═════ Extracted material ═════

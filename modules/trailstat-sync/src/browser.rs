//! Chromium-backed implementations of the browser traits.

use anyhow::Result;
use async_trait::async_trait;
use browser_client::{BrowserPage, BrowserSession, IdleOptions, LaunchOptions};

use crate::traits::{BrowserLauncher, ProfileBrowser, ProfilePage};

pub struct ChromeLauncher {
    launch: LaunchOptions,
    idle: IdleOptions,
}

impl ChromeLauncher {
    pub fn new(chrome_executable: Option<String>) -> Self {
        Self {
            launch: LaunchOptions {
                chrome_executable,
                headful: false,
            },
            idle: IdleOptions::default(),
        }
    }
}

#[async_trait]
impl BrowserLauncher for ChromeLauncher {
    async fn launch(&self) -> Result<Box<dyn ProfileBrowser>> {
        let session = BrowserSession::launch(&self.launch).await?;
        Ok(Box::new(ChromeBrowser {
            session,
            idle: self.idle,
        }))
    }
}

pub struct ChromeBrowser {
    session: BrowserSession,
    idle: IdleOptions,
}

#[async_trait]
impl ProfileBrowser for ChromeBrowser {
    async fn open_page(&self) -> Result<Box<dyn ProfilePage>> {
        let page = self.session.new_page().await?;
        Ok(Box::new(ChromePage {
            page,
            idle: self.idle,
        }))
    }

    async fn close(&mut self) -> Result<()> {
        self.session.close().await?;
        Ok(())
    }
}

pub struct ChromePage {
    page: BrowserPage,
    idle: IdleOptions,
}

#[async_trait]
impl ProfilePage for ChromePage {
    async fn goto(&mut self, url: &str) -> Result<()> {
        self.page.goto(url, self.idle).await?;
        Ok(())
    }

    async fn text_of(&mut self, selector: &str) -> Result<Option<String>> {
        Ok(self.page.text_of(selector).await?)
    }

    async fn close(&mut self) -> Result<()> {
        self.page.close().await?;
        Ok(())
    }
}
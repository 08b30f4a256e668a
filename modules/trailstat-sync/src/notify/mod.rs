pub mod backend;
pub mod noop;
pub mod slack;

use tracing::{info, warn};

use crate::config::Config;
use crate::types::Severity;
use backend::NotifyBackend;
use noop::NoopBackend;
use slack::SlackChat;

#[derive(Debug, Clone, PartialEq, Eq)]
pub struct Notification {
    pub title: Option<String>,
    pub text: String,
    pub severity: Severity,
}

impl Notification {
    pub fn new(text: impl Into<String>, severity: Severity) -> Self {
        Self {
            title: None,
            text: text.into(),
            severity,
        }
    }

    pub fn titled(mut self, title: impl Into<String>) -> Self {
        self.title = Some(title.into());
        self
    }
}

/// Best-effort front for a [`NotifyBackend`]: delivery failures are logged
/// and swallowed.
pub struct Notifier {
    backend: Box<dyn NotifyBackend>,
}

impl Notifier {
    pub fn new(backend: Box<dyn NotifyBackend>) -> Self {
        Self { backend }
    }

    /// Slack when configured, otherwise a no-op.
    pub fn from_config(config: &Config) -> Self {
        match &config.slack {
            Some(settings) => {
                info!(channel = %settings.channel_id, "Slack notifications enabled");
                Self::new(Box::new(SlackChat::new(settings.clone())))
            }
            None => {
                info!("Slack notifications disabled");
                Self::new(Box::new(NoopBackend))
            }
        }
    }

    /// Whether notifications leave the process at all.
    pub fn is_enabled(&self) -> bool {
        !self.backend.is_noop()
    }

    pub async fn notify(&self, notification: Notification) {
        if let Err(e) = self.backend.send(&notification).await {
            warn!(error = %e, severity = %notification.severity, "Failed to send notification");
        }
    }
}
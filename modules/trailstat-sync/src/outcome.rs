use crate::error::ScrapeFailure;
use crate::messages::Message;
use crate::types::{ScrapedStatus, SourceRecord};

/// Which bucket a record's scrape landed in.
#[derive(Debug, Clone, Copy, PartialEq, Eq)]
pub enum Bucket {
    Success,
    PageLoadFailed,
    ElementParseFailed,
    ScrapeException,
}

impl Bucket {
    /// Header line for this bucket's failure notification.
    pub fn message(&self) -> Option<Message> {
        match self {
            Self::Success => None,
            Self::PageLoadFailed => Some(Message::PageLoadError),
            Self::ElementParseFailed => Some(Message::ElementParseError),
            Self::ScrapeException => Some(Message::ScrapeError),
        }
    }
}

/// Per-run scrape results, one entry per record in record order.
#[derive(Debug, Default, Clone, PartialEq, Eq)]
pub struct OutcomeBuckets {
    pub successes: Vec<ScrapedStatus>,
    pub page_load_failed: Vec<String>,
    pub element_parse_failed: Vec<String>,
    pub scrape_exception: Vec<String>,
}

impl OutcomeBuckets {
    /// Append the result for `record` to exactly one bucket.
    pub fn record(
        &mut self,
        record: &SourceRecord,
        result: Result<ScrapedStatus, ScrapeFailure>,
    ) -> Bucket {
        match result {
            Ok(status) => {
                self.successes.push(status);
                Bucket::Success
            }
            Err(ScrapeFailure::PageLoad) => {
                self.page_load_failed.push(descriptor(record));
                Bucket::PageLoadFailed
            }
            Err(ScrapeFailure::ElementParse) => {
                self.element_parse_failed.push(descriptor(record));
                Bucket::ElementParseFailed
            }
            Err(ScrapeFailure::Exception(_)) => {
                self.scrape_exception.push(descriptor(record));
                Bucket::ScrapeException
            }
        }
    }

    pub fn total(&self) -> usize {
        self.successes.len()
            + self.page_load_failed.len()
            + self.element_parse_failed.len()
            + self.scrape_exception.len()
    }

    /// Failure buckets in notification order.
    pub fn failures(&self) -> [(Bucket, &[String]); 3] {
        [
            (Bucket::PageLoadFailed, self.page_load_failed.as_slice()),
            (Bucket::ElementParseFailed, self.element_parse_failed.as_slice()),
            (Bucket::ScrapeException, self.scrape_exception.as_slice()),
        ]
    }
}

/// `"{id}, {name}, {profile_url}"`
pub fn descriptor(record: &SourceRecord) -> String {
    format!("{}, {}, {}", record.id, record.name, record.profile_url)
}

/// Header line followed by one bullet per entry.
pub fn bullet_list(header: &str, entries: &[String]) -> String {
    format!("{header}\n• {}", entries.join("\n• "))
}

═════

■ Instructions to follow: The reply is a bare number: how many lines above include "goto".

■ Task output: 2